Class 21: Probability Of Hypotheses (Bayes)

HOMEWORK: In the homework, assume in the same box you observed D = 10 good and 3 bad widgets. What is Pr(A|DX)? READ JAYNES CHAPTER 4, THROUGH SECTION 4.3


Probability Of Hypotheses

Everything I did on the board in the video is done in full detail in Jaynes, so there is no point repeating that here. The links to his book are above. It is very simple math, and beautifully explained. You must read it.

I highlight here only one thing. Recall all (as in all) probability fits the schema Pr(A|X), where A is our proposition of interest and X the evidence we assume is true. As in assume is true. Whether it is true is completely beside the point. We want to judge the uncertainty of A with regard to X. That is logic, which is to say, probability.

“A”, as we have learned over and again, can be any kind of proposition. It can even be a—drumroll—hypothesis!

<<Audience gasps. Realization dawns. Slow applause crescendos into an ovation.>>.

When it is given this glorified name, hypothesis, probability becomes Science. A hypothesis is no more, and no less, than a proposition.

Since Pr(A|X) is the uncertainty of A with respect to evidence X, we have just done—men, steel yourselves; ladies, set down those dishes—a hypothesis test.

Sort of. Because that’s not what is ordinarily called a “hypothesis test”. We’ll learn the official version later, when I recommend against it with all the strength I can muster. We have, though, “tested” A with respect to X.

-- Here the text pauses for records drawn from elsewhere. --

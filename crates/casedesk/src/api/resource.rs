//! Shared CRUD plumbing for the paginated resources.

use std::fmt;
use std::marker::PhantomData;

use serde::Serialize;
use serde::de::DeserializeOwned;
use tracing::instrument;

use crate::error::Error;
use crate::gateway::endpoints;
use crate::gateway::{ApiRequest, Gateway};
use crate::models::{
    Case, CaseUpdate, Document, DocumentUpdate, Event, EventUpdate, Identified, LegalAct,
    ListParams, NewCase, NewEvent, NewPerson, Page, Person, PersonUpdate,
};

/// A paginated backend collection.
pub trait Resource {
    type Item: DeserializeOwned + Identified + Clone + Send + fmt::Debug;

    /// Collection path, e.g. `/api/cases`.
    const PATH: &'static str;

    /// Singular noun used in user-facing messages.
    const NOUN: &'static str;

    /// Plural noun used in user-facing messages.
    const PLURAL: &'static str;
}

/// A resource created from a JSON body.
pub trait Creatable: Resource {
    type New: Serialize + Sync;
}

/// A resource updated with a partial JSON body.
pub trait Updatable: Resource {
    type Update: Serialize + Sync;
}

macro_rules! resource {
    ($(#[$doc:meta])* $marker:ident, $item:ty, $path:expr, $noun:literal, $plural:literal) => {
        $(#[$doc])*
        #[derive(Debug, Clone, Copy)]
        pub struct $marker;

        impl Resource for $marker {
            type Item = $item;
            const PATH: &'static str = $path;
            const NOUN: &'static str = $noun;
            const PLURAL: &'static str = $plural;
        }
    };
}

resource!(
    /// Court cases.
    Cases, Case, endpoints::CASES, "case", "cases"
);
resource!(
    /// Uploaded documents.
    Documents, Document, endpoints::DOCUMENTS, "document", "documents"
);
resource!(
    /// People involved in cases.
    Persons, Person, endpoints::PERSONS, "person", "persons"
);
resource!(
    /// Case events.
    Events, Event, endpoints::EVENTS, "event", "events"
);
resource!(
    /// Legislation.
    LegalActs, LegalAct, endpoints::LEGAL_ACTS, "legal act", "legal acts"
);

impl Creatable for Cases {
    type New = NewCase;
}

impl Updatable for Cases {
    type Update = CaseUpdate;
}

impl Updatable for Documents {
    type Update = DocumentUpdate;
}

impl Creatable for Persons {
    type New = NewPerson;
}

impl Updatable for Persons {
    type Update = PersonUpdate;
}

impl Creatable for Events {
    type New = NewEvent;
}

impl Updatable for Events {
    type Update = EventUpdate;
}

/// Request wrapper for one resource.
pub struct Resources<'a, R> {
    pub(crate) gateway: &'a Gateway,
    _resource: PhantomData<R>,
}

impl<R> Clone for Resources<'_, R> {
    fn clone(&self) -> Self {
        *self
    }
}

impl<R> Copy for Resources<'_, R> {}

impl<R> fmt::Debug for Resources<'_, R> {
    fn fmt(&self, f: &mut fmt::Formatter<'_>) -> fmt::Result {
        f.debug_struct("Resources")
            .field("resource", &std::any::type_name::<R>())
            .finish()
    }
}

impl<'a, R: Resource> Resources<'a, R> {
    pub fn new(gateway: &'a Gateway) -> Self {
        Self {
            gateway,
            _resource: PhantomData,
        }
    }

    pub(crate) fn item_path(id: i64) -> String {
        format!("{}/{}", R::PATH, id)
    }

    /// `GET {path}` with paging and filters.
    #[instrument(skip(self), fields(resource = R::PLURAL))]
    pub async fn list(&self, params: &ListParams) -> Result<Page<R::Item>, Error> {
        let request = ApiRequest::get(R::PATH).with_query(params)?;
        self.gateway.json(request).await
    }

    /// `GET {path}/{id}`
    #[instrument(skip(self), fields(resource = R::PLURAL))]
    pub async fn get(&self, id: i64) -> Result<R::Item, Error> {
        self.gateway.json(ApiRequest::get(Self::item_path(id))).await
    }

    /// `DELETE {path}/{id}`
    #[instrument(skip(self), fields(resource = R::PLURAL))]
    pub async fn delete(&self, id: i64) -> Result<(), Error> {
        self.gateway
            .empty(ApiRequest::delete(Self::item_path(id)))
            .await
    }
}

impl<R: Creatable> Resources<'_, R> {
    /// `POST {path}`
    #[instrument(skip_all, fields(resource = R::PLURAL))]
    pub async fn create(&self, new: &R::New) -> Result<R::Item, Error> {
        let request = ApiRequest::post(R::PATH).json(new)?;
        self.gateway.json(request).await
    }
}

impl<R: Updatable> Resources<'_, R> {
    /// `PUT {path}/{id}`
    #[instrument(skip(self, update), fields(resource = R::PLURAL))]
    pub async fn update(&self, id: i64, update: &R::Update) -> Result<R::Item, Error> {
        let request = ApiRequest::put(Self::item_path(id)).json(update)?;
        self.gateway.json(request).await
    }
}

Notice very very most very carefully that Pr(A|X) is a not decision that A is true or false. Unless, of course, the evidence X insists this is so. Official hypothesis testing makes decisions for you, it makes you say “Treat A as true (or false)”, which is one of its main weaknesses. In real life, whether A should be treated as true or false depends on the probability of it with respect to X, whether X is important to the decision maker, and whether Pr(A|X) is large or small enough to be important to that decision maker. Decisions and bets are not probability.

Now suppose you want to entertain not only X, but also evidence D. No problem for probability. We now want Pr(A|DX). Done! It really is that simple.

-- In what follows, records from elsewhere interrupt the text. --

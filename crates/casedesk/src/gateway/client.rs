//! The gateway itself.

use std::fmt;
use std::sync::Arc;
use std::time::Duration;

use reqwest::StatusCode;
use reqwest::header::{
    ACCEPT, AUTHORIZATION, CONTENT_DISPOSITION, CONTENT_TYPE, HeaderMap, HeaderName, HeaderValue,
};
use serde::de::DeserializeOwned;
use tokio::sync::Mutex;
use tracing::{debug, info, instrument, trace, warn};

use crate::auth::{AccessToken, SessionContext};
use crate::config::ClientConfig;
use crate::error::{ApiError, AuthError, Error, TransportError};
use crate::router::{Navigation, Navigator};
use crate::types::ApiUrl;

use super::endpoints::{AUTH_REFRESH, RefreshRequest, RefreshResponse};
use super::request::{ApiRequest, Attempt, RequestBody};

/// HTTP client that keeps the session's access token fresh.
///
/// For every request:
/// - `Authorization: Bearer <access>` is attached when an access token is
///   held, and nothing is attached otherwise;
/// - a 401 on the first attempt renews the access token with the refresh
///   token and sends the request once more;
/// - a 401 with no refresh token, or from the refresh endpoint itself,
///   tears the session down and returns the 401;
/// - a failed renewal tears the session down and returns
///   [`AuthError::RenewalFailed`];
/// - transport errors, timeouts included, are returned as they are.
///
/// Teardown clears the [`SessionContext`] and sends the [`Navigator`] to
/// the login entry point.
///
/// Renewals are serialized. A request that hit a 401 while another
/// request was renewing reuses the new token instead of refreshing again.
#[derive(Clone)]
pub struct Gateway {
    inner: Arc<GatewayInner>,
}

struct GatewayInner {
    http: reqwest::Client,
    base_url: ApiUrl,
    timeout: Duration,
    session: SessionContext,
    navigator: Arc<dyn Navigator>,
    renewal: Mutex<()>,
}

/// A binary response body.
#[derive(Clone)]
pub struct Download {
    pub bytes: Vec<u8>,
    pub content_type: Option<String>,
    /// From `Content-Disposition`, if the server named the file.
    pub file_name: Option<String>,
}

impl fmt::Debug for Download {
    fn fmt(&self, f: &mut fmt::Formatter<'_>) -> fmt::Result {
        f.debug_struct("Download")
            .field("len", &self.bytes.len())
            .field("content_type", &self.content_type)
            .field("file_name", &self.file_name)
            .finish()
    }
}

impl Gateway {
    /// Create a gateway over `session`, reporting teardowns to `navigator`.
    pub fn new(
        config: &ClientConfig,
        session: SessionContext,
        navigator: Arc<dyn Navigator>,
    ) -> Self {
        let mut headers = HeaderMap::new();
        headers.insert(ACCEPT, HeaderValue::from_static("application/json"));

        let http = reqwest::Client::builder()
            .user_agent(config.user_agent.clone())
            .default_headers(headers)
            .timeout(config.timeout)
            .build()
            .expect("failed to build HTTP client");

        Self {
            inner: Arc::new(GatewayInner {
                http,
                base_url: config.base_url.clone(),
                timeout: config.timeout,
                session,
                navigator,
                renewal: Mutex::new(()),
            }),
        }
    }

    pub fn session(&self) -> &SessionContext {
        &self.inner.session
    }

    pub fn base_url(&self) -> &ApiUrl {
        &self.inner.base_url
    }

    /// Absolute URL for an endpoint path, for links the user opens directly.
    pub fn url_for(&self, path: &str) -> String {
        self.inner.base_url.endpoint(path)
    }

    /// Send a request and return the successful response.
    ///
    /// # Errors
    ///
    /// Non-2xx responses become [`Error::Api`]; see the type docs for the
    /// 401 handling.
    #[instrument(skip(self, request), fields(method = %request.method, path = %request.path))]
    pub async fn send(&self, request: ApiRequest) -> Result<reqwest::Response, Error> {
        let mut attempt = Attempt::new(request);

        loop {
            let sent_with = self.inner.session.access_token();
            let response = self.transmit(&attempt.request, sent_with.as_ref()).await?;
            let status = response.status();
            trace!(%status, "Response received");

            if status.is_success() {
                return Ok(response);
            }

            let error = read_api_error(response).await;
            if status != StatusCode::UNAUTHORIZED {
                return Err(error.into());
            }

            if !attempt.mark_retried() {
                debug!("Unauthorized after retry, giving up");
                return Err(error.into());
            }

            let has_refresh = self.inner.session.refresh_token().is_some();
            if !has_refresh || attempt.request.path == AUTH_REFRESH {
                debug!(has_refresh, "Unauthorized and cannot renew");
                self.teardown();
                return Err(error.into());
            }

            match self.renew_after(sent_with.as_ref()).await {
                Ok(Renewal::Renewed) => debug!("Retrying with renewed token"),
                Ok(Renewal::SessionGone) => {
                    debug!("Session torn down by a concurrent request");
                    return Err(error.into());
                }
                Err(e) => {
                    warn!(error = %e, "Token renewal failed");
                    self.teardown();
                    return Err(AuthError::RenewalFailed {
                        source: Box::new(e),
                    }
                    .into());
                }
            }
        }
    }

    /// Send a request and decode its JSON body.
    pub async fn json<R: DeserializeOwned>(&self, request: ApiRequest) -> Result<R, Error> {
        let response = self.send(request).await?;
        let bytes = response
            .bytes()
            .await
            .map_err(|e| TransportError::from_reqwest(e, self.inner.timeout))?;

        serde_json::from_slice(&bytes).map_err(|e| {
            TransportError::Decode {
                message: e.to_string(),
            }
            .into()
        })
    }

    /// Send a request whose response body is of no interest.
    pub async fn empty(&self, request: ApiRequest) -> Result<(), Error> {
        self.send(request).await.map(|_| ())
    }

    /// Send a request and collect a binary body.
    pub async fn download(&self, request: ApiRequest) -> Result<Download, Error> {
        let response = self.send(request).await?;
        let headers = response.headers();

        let content_type = header_str(headers, &CONTENT_TYPE);
        let file_name = header_str(headers, &CONTENT_DISPOSITION)
            .and_then(|value| disposition_file_name(&value));

        let bytes = response
            .bytes()
            .await
            .map_err(|e| TransportError::from_reqwest(e, self.inner.timeout))?;

        debug!(len = bytes.len(), ?file_name, "Download complete");
        Ok(Download {
            bytes: bytes.to_vec(),
            content_type,
            file_name,
        })
    }

    /// Exchange the refresh token for a new access token.
    ///
    /// Only the access token is replaced. The session is left alone on
    /// failure; tearing it down is the caller's decision.
    ///
    /// # Errors
    ///
    /// [`AuthError::NoRefreshToken`] when none is held, otherwise whatever
    /// the refresh call returned.
    #[instrument(skip(self))]
    pub async fn renew(&self) -> Result<AccessToken, Error> {
        let _guard = self.inner.renewal.lock().await;
        self.renew_locked().await
    }

    async fn renew_after(&self, sent_with: Option<&AccessToken>) -> Result<Renewal, Error> {
        let _guard = self.inner.renewal.lock().await;

        let session = &self.inner.session;
        let current = session.access_token();
        if current.is_none() && session.refresh_token().is_none() {
            return Ok(Renewal::SessionGone);
        }
        if current.is_some() && current.as_ref() != sent_with {
            debug!("Access token already renewed by a concurrent request");
            return Ok(Renewal::Renewed);
        }

        self.renew_locked().await.map(|_| Renewal::Renewed)
    }

    async fn renew_locked(&self) -> Result<AccessToken, Error> {
        let session = &self.inner.session;
        let refresh = session.refresh_token().ok_or(AuthError::NoRefreshToken)?;

        let request = ApiRequest::post(AUTH_REFRESH).json(&RefreshRequest {
            refresh_token: refresh.as_str(),
        })?;

        debug!("Renewing access token");
        let response = self
            .transmit(&request, session.access_token().as_ref())
            .await?;
        if !response.status().is_success() {
            return Err(read_api_error(response).await.into());
        }

        let body: RefreshResponse = response
            .json()
            .await
            .map_err(|e| TransportError::from_reqwest(e, self.inner.timeout))?;

        let token = AccessToken::new(body.access_token);
        if let Err(e) = session.replace_access_token(token.clone()) {
            warn!(error = %e, "Renewed token kept in memory only");
        }
        info!("Access token renewed");
        Ok(token)
    }

    fn teardown(&self) {
        let had_session = self.inner.session.clear();
        info!(had_session, "Session torn down, redirecting to login");
        self.inner.navigator.navigate(Navigation::Login);
    }

    async fn transmit(
        &self,
        request: &ApiRequest,
        token: Option<&AccessToken>,
    ) -> Result<reqwest::Response, Error> {
        let url = self.url_for(&request.path);
        let mut builder = self.inner.http.request(request.method.clone(), &url);

        if !request.query.is_empty() {
            builder = builder.query(&request.query);
        }

        if let Some(token) = token {
            builder = builder.header(AUTHORIZATION, token.bearer());
        }

        builder = match &request.body {
            RequestBody::Empty => builder,
            RequestBody::Json(value) => builder.json(value),
            RequestBody::Form(pairs) => builder.form(pairs),
            RequestBody::Multipart(form) => builder.multipart(form.to_form()?),
        };

        trace!(%url, authorized = token.is_some(), "Sending request");
        builder
            .send()
            .await
            .map_err(|e| TransportError::from_reqwest(e, self.inner.timeout).into())
    }
}

impl fmt::Debug for Gateway {
    fn fmt(&self, f: &mut fmt::Formatter<'_>) -> fmt::Result {
        f.debug_struct("Gateway")
            .field("base_url", &self.inner.base_url)
            .field("timeout", &self.inner.timeout)
            .field("session", &self.inner.session)
            .finish_non_exhaustive()
    }
}

/// Outcome of waiting for the renewal lock after a 401.
#[derive(Debug, PartialEq, Eq)]
enum Renewal {
    /// A fresh access token is held; the request can be retried.
    Renewed,
    /// Another request already tore the session down.
    SessionGone,
}

async fn read_api_error(response: reqwest::Response) -> ApiError {
    let status = response.status().as_u16();
    let body = response.text().await.unwrap_or_default();
    ApiError::from_body(status, &body)
}

fn header_str(headers: &HeaderMap, name: &HeaderName) -> Option<String> {
    headers
        .get(name)
        .and_then(|v| v.to_str().ok())
        .map(str::to_string)
}

/// Pull the file name out of a `Content-Disposition` value, preferring the
/// RFC 5987 `filename*` form when it decodes.
fn disposition_file_name(value: &str) -> Option<String> {
    let mut plain = None;
    let mut extended = None;
    for param in value.split(';').map(str::trim) {
        let Some((key, raw)) = param.split_once('=') else {
            continue;
        };
        match key.trim().to_ascii_lowercase().as_str() {
            "filename*" => extended = extended_file_name(raw.trim()),
            "filename" => plain = Some(raw.trim().trim_matches('"').to_string()),
            _ => {}
        }
    }
    extended.or(plain).filter(|name| !name.is_empty())
}

// charset'language'percent-encoded-name
fn extended_file_name(raw: &str) -> Option<String> {
    let encoded = raw.splitn(3, '\'').nth(2)?;
    // urlencoding passes stray '%' through untouched
    let well_formed = encoded.split('%').skip(1).all(|chunk| {
        chunk
            .as_bytes()
            .get(..2)
            .is_some_and(|hex| hex.iter().all(u8::is_ascii_hexdigit))
    });
    if !well_formed {
        return None;
    }
    urlencoding::decode(encoded).ok().map(|name| name.into_owned())
}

Of course, if X assumes some mathematics, sometimes Pr(A|DX) can be written in a nice way to facilitate computation (as in Jaynes), but that’s all that is happening. We don’t need Bayes. It is only a helpful tool, which is only helpful sometimes. What we really want is Pr(A|DX), and any way we can get it is good enough.

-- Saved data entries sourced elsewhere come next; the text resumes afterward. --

//! People involved in cases: clients, judges, witnesses.

use std::collections::BTreeMap;

use chrono::{NaiveDate, NaiveDateTime};
use serde::{Deserialize, Serialize};
use serde_json::Value;

#[derive(Debug, Clone, Copy, PartialEq, Eq, Hash, Serialize, Deserialize)]
#[serde(rename_all = "snake_case")]
pub enum PersonType {
    Client,
    Defendant,
    Judge,
    Lawyer,
    Witness,
    Other,
}

#[derive(Debug, Clone, PartialEq, Serialize, Deserialize)]
pub struct Person {
    pub id: i64,
    pub full_name: String,
    pub person_type: PersonType,
    #[serde(default)]
    pub idnp: Option<String>,
    #[serde(default)]
    pub birth_date: Option<NaiveDate>,
    #[serde(default)]
    pub phone: Option<String>,
    #[serde(default)]
    pub phone_additional: Option<String>,
    #[serde(default)]
    pub email: Option<String>,
    #[serde(default)]
    pub address_legal: Option<String>,
    #[serde(default)]
    pub address_actual: Option<String>,
    #[serde(default)]
    pub organization: Option<String>,
    #[serde(default)]
    pub idno: Option<String>,
    #[serde(default)]
    pub notes: Option<String>,
    #[serde(default)]
    pub metadata: BTreeMap<String, Value>,
    #[serde(with = "super::timestamp")]
    pub created_at: NaiveDateTime,
    #[serde(with = "super::timestamp")]
    pub updated_at: NaiveDateTime,
}

#[derive(Debug, Clone, Serialize)]
pub struct NewPerson {
    pub full_name: String,
    pub person_type: PersonType,
    #[serde(skip_serializing_if = "Option::is_none")]
    pub idnp: Option<String>,
    #[serde(skip_serializing_if = "Option::is_none")]
    pub birth_date: Option<NaiveDate>,
    #[serde(skip_serializing_if = "Option::is_none")]
    pub phone: Option<String>,
    #[serde(skip_serializing_if = "Option::is_none")]
    pub email: Option<String>,
    #[serde(skip_serializing_if = "Option::is_none")]
    pub organization: Option<String>,
    #[serde(skip_serializing_if = "Option::is_none")]
    pub idno: Option<String>,
    #[serde(skip_serializing_if = "Option::is_none")]
    pub notes: Option<String>,
}

impl NewPerson {
    pub fn new(full_name: impl Into<String>, person_type: PersonType) -> Self {
        Self {
            full_name: full_name.into(),
            person_type,
            idnp: None,
            birth_date: None,
            phone: None,
            email: None,
            organization: None,
            idno: None,
            notes: None,
        }
    }
}

#[derive(Debug, Clone, Default, Serialize)]
pub struct PersonUpdate {
    #[serde(skip_serializing_if = "Option::is_none")]
    pub full_name: Option<String>,
    #[serde(skip_serializing_if = "Option::is_none")]
    pub person_type: Option<PersonType>,
    #[serde(skip_serializing_if = "Option::is_none")]
    pub phone: Option<String>,
    #[serde(skip_serializing_if = "Option::is_none")]
    pub email: Option<String>,
    #[serde(skip_serializing_if = "Option::is_none")]
    pub organization: Option<String>,
    #[serde(skip_serializing_if = "Option::is_none")]
    pub notes: Option<String>,
}

/// Cases a person takes part in, with their role in each.
#[derive(Debug, Clone, PartialEq, Serialize, Deserialize)]
pub struct PersonCases {
    pub person_id: i64,
    pub full_name: String,
    #[serde(default)]
    pub cases: Vec<PersonCase>,
    #[serde(default)]
    pub total_cases: u64,
}

#[derive(Debug, Clone, PartialEq, Serialize, Deserialize)]
pub struct PersonCase {
    pub case_id: i64,
    pub case_number: String,
    pub title: String,
    pub case_type: super::CaseType,
    pub case_status: super::CaseStatus,
    #[serde(default)]
    pub open_date: Option<NaiveDate>,
    #[serde(default)]
    pub close_date: Option<NaiveDate>,
    #[serde(default)]
    pub role_in_case: Option<String>,
    #[serde(default)]
    pub notes: Option<String>,
}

This should remove all mysticism statistical probability brings. “A” does not “have” a probability. There is no “true” probability of A. Nothing has a probability. Propositions only have probabilities with respect to assumed evidence. Change the evidence, change the probability. It is as simple as that.

I’ve said it dozens of times so far, and will repeat it dozens more, but this is all of probability. Once you have learned, and truly assimilated this lesson, all the rest is minor detail.

Like, for instance, what if want to judge X itself. We want X is to true about the world, as as close to true as we can make it. That is, we want Pr(X|W) $\approx 1$ for evidence W about the world. All right. Then we can compute this Pr(A|DXW)! We’ll work out the niceties of this at a later class.

  1. McChuck

    Everything is provisional. Everything depends on everything else.
    The truth exists. Our knowledge of the truth is partial, limited, skewed, and quite often wrong.

  2. gareth

    Well, dBs, antennas – wot? You a radio ham?
    (I’m not but many of my friends are, etc…)
    Interesting concept – probability in dB. Maybe maps into human cognition more than a linear scale.

    & still following class, even with inadequate math(s)…

    BTW: I saw/maybe read somebody the other day making a point about that old James Bond thing “Once is a happenstance, twice a coincidence, the third time…” Then they pointed to the mental shift on the second aircraft striking the other tower. Then to the second assassination attempt (and the lack of shift).

    As we might say in Blighty: “Gor blimey – wot would Bayes ‘av said?”